─── TASK DATA
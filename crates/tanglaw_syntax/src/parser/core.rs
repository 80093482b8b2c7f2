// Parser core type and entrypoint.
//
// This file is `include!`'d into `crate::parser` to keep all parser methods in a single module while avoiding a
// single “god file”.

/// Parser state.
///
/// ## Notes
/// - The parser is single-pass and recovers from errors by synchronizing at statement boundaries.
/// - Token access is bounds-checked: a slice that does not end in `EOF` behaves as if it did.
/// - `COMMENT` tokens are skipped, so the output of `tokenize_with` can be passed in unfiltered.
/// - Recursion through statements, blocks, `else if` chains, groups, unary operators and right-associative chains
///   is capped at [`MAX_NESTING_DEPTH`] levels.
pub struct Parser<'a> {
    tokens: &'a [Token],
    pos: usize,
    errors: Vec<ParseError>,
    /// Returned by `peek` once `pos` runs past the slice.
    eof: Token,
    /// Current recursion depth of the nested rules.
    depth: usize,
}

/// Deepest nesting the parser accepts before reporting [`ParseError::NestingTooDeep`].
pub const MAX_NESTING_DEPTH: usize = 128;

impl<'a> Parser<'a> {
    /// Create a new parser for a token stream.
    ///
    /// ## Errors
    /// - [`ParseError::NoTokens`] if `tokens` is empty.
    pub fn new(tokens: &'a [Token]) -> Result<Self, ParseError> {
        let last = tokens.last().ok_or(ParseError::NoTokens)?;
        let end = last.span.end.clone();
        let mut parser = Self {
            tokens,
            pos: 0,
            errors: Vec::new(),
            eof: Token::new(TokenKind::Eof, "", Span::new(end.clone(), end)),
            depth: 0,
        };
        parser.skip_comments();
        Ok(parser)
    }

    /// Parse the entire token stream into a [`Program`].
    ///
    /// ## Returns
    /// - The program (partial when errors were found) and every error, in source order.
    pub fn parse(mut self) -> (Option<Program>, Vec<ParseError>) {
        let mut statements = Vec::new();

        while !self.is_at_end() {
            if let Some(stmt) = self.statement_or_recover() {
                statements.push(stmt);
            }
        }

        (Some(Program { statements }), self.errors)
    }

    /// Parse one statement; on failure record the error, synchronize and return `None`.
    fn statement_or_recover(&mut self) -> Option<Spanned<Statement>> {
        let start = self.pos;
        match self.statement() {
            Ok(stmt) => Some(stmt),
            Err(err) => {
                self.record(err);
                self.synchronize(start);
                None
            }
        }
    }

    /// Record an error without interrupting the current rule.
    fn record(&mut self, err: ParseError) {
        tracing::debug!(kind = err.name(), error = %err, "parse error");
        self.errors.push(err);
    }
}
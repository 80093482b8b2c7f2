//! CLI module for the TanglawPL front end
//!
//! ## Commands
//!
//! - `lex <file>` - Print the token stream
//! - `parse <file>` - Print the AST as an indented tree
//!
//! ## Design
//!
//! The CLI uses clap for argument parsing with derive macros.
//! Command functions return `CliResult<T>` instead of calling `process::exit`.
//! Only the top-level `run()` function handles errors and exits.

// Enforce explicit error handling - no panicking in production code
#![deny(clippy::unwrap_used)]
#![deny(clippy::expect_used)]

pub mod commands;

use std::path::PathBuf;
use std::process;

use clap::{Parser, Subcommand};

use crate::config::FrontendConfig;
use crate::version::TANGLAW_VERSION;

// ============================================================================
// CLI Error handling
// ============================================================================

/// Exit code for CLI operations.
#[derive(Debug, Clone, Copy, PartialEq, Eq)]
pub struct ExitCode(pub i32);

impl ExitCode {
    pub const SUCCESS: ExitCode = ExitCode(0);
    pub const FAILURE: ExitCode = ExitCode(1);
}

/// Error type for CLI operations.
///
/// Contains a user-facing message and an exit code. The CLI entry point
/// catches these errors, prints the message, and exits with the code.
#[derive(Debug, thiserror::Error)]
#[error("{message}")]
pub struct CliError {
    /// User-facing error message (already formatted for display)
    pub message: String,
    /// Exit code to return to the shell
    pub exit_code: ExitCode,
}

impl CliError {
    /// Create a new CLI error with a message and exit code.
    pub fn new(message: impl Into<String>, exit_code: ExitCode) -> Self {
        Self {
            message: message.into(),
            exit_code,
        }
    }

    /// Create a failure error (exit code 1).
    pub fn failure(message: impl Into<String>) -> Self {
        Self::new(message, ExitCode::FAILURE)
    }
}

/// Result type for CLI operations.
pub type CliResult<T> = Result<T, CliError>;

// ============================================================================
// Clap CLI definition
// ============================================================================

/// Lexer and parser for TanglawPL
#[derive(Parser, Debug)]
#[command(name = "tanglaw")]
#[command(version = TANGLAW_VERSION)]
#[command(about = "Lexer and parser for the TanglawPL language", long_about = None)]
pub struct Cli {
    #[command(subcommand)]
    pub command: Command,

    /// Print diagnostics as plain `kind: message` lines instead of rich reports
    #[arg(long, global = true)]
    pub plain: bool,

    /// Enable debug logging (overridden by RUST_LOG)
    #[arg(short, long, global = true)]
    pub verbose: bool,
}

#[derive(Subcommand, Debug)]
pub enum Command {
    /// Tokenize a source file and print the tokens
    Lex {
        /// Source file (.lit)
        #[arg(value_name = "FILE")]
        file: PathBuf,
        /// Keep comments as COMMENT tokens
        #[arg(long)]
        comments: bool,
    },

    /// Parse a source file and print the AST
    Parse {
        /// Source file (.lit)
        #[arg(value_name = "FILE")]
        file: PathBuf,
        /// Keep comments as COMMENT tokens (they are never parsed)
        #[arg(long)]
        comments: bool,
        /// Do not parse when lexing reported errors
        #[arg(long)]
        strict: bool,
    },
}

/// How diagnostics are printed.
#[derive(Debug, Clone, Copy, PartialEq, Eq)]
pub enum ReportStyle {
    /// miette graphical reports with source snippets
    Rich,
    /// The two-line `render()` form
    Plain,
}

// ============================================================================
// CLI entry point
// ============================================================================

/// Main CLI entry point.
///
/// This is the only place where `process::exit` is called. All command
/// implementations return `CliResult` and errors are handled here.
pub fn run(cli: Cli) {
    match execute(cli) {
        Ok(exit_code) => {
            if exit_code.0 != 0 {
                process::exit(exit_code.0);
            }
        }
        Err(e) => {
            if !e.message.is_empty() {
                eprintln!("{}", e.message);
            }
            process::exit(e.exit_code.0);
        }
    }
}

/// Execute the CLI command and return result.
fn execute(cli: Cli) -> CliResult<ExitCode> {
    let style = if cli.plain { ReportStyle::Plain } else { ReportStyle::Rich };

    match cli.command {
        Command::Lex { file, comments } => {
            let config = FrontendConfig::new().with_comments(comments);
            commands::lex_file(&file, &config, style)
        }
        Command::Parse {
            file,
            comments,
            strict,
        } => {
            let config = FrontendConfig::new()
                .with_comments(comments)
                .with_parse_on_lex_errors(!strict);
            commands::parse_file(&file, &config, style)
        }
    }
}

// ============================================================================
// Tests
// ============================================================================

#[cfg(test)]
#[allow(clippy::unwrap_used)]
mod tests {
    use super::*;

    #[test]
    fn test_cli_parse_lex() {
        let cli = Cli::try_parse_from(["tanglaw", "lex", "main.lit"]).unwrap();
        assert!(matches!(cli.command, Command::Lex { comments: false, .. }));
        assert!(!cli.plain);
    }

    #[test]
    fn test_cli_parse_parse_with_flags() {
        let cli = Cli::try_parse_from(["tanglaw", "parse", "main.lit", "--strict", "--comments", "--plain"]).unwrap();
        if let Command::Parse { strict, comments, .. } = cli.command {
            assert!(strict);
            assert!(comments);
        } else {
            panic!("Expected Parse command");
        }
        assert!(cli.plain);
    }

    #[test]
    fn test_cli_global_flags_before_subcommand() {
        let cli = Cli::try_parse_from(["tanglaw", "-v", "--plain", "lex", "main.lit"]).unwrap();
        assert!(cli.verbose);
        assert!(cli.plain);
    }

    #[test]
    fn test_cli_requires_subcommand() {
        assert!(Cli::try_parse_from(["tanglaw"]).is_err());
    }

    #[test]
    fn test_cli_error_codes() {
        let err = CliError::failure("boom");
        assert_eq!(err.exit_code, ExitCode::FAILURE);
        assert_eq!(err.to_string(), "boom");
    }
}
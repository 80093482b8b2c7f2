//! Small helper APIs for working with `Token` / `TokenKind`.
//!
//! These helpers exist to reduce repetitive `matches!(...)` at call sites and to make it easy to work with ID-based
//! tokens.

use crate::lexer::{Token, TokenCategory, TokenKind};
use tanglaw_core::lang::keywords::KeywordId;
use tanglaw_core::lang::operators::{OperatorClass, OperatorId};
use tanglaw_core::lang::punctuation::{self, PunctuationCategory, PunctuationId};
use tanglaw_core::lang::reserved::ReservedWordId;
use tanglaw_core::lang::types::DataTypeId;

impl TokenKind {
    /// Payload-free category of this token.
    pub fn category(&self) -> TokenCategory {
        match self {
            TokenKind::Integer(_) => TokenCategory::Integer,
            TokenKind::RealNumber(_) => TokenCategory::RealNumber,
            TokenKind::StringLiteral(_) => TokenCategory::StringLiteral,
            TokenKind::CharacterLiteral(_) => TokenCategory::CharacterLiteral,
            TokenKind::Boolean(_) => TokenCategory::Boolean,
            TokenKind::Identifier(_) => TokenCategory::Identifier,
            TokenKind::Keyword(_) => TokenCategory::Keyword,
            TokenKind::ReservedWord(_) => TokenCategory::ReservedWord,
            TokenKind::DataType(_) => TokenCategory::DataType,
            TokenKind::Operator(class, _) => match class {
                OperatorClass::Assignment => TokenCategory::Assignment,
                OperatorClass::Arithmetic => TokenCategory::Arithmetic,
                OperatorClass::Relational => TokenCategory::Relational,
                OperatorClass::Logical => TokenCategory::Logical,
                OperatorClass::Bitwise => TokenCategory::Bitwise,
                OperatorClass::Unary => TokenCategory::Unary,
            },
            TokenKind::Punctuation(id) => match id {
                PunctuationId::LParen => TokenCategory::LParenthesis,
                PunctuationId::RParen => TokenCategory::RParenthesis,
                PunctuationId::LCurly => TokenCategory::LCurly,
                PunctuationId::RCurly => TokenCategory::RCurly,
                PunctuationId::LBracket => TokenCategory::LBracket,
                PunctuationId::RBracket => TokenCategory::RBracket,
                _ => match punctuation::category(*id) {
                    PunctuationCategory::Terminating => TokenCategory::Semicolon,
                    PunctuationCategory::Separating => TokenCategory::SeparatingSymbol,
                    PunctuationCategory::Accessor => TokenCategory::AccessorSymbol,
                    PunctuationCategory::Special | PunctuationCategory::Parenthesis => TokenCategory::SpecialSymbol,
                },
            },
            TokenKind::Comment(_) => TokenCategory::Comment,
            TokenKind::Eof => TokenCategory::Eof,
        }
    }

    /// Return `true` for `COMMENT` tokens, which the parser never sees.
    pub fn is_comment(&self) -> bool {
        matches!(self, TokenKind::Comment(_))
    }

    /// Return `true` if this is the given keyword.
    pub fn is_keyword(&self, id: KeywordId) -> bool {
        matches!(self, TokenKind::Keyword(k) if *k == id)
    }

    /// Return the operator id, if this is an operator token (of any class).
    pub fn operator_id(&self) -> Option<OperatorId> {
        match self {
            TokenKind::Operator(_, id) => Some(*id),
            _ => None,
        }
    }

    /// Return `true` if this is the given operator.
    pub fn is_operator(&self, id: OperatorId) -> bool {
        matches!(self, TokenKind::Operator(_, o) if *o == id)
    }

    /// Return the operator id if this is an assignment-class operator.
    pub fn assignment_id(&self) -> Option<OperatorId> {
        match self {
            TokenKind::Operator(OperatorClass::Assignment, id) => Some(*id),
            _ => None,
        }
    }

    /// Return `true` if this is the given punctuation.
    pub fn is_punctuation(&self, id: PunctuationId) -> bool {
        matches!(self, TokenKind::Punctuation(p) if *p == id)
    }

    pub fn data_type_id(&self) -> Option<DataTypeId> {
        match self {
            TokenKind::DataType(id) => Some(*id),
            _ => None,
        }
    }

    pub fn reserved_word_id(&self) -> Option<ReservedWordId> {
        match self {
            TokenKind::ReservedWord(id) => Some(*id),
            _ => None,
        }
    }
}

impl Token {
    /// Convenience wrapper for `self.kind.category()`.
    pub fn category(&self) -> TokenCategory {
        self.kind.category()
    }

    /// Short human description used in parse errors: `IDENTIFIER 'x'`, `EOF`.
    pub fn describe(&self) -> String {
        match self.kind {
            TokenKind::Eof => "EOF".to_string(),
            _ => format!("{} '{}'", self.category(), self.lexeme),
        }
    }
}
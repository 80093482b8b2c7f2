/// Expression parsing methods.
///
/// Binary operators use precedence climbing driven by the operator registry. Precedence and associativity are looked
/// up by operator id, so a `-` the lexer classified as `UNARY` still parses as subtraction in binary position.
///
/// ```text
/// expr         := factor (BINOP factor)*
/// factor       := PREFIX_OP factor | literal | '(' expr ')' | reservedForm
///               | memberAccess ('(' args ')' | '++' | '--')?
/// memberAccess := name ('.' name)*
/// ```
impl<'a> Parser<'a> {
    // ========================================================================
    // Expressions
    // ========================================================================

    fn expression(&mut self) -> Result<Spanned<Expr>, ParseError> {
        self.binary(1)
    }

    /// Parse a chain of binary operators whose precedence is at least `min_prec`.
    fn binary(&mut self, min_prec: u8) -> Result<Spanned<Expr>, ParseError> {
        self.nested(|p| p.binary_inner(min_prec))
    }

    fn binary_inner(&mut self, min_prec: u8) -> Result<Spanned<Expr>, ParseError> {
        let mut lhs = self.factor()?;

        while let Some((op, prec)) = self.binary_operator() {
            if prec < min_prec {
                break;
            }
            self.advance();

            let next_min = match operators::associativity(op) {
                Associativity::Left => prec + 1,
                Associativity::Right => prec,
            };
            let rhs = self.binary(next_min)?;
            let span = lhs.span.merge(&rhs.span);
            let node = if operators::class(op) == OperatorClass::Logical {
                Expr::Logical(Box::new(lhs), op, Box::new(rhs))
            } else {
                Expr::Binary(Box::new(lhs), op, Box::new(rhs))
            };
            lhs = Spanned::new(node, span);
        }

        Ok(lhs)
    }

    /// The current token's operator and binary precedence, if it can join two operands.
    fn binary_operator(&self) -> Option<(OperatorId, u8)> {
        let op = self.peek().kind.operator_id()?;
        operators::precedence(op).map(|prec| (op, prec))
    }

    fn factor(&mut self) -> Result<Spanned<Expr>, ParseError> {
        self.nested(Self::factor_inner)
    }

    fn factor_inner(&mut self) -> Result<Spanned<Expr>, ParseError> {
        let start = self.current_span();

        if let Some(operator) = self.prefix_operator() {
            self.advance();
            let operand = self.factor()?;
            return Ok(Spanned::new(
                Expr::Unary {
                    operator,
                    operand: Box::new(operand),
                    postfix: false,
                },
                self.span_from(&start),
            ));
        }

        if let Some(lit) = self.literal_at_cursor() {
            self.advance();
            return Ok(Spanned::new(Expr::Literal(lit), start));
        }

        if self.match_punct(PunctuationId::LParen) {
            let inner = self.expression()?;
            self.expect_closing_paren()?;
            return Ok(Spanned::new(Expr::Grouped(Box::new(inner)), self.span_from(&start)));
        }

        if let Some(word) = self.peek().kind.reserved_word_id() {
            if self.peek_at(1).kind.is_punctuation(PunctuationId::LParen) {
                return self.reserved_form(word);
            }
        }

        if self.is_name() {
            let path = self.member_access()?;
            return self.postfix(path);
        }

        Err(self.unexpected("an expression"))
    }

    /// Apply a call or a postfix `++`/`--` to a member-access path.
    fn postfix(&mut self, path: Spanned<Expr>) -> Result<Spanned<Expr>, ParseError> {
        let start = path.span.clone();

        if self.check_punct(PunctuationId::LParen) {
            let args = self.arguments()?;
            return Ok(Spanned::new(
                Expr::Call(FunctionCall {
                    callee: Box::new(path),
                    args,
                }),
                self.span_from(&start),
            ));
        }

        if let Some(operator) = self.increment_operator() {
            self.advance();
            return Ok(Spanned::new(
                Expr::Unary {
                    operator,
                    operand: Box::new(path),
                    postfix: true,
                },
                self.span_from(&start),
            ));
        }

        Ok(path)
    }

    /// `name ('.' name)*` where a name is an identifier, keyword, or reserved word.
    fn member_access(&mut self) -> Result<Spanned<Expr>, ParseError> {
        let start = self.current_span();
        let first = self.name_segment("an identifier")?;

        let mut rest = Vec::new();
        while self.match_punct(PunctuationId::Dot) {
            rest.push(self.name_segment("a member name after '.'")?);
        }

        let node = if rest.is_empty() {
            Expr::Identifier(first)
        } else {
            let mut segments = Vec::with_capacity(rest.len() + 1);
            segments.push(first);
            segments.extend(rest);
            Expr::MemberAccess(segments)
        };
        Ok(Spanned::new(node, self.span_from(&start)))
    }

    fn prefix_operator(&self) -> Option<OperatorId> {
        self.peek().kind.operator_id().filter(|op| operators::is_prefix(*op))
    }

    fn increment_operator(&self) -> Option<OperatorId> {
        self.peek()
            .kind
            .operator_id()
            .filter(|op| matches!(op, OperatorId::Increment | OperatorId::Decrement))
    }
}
──────
WHAT IS NEEDED:
The range runs from the line with "Parse a chain" up to and including the line with "let span = lhs.span.merge(&rhs.span);" in the listing above; please write out exactly those lines and nothing more.

EXERCISE ANSWER:
    /// Parse a chain of binary operators whose precedence is at least `min_prec`.
    fn binary(&mut self, min_prec: u8) -> Result<Spanned<Expr>, ParseError> {
        self.nested(|p| p.binary_inner(min_prec))
    }

    fn binary_inner(&mut self, min_prec: u8) -> Result<Spanned<Expr>, ParseError> {
        let mut lhs = self.factor()?;

        while let Some((op, prec)) = self.binary_operator() {
            if prec < min_prec {
                break;
            }
            self.advance();

            let next_min = match operators::associativity(op) {
                Associativity::Left => prec + 1,
                Associativity::Right => prec,
            };
            let rhs = self.binary(next_min)?;
            let span = lhs.span.merge(&rhs.span);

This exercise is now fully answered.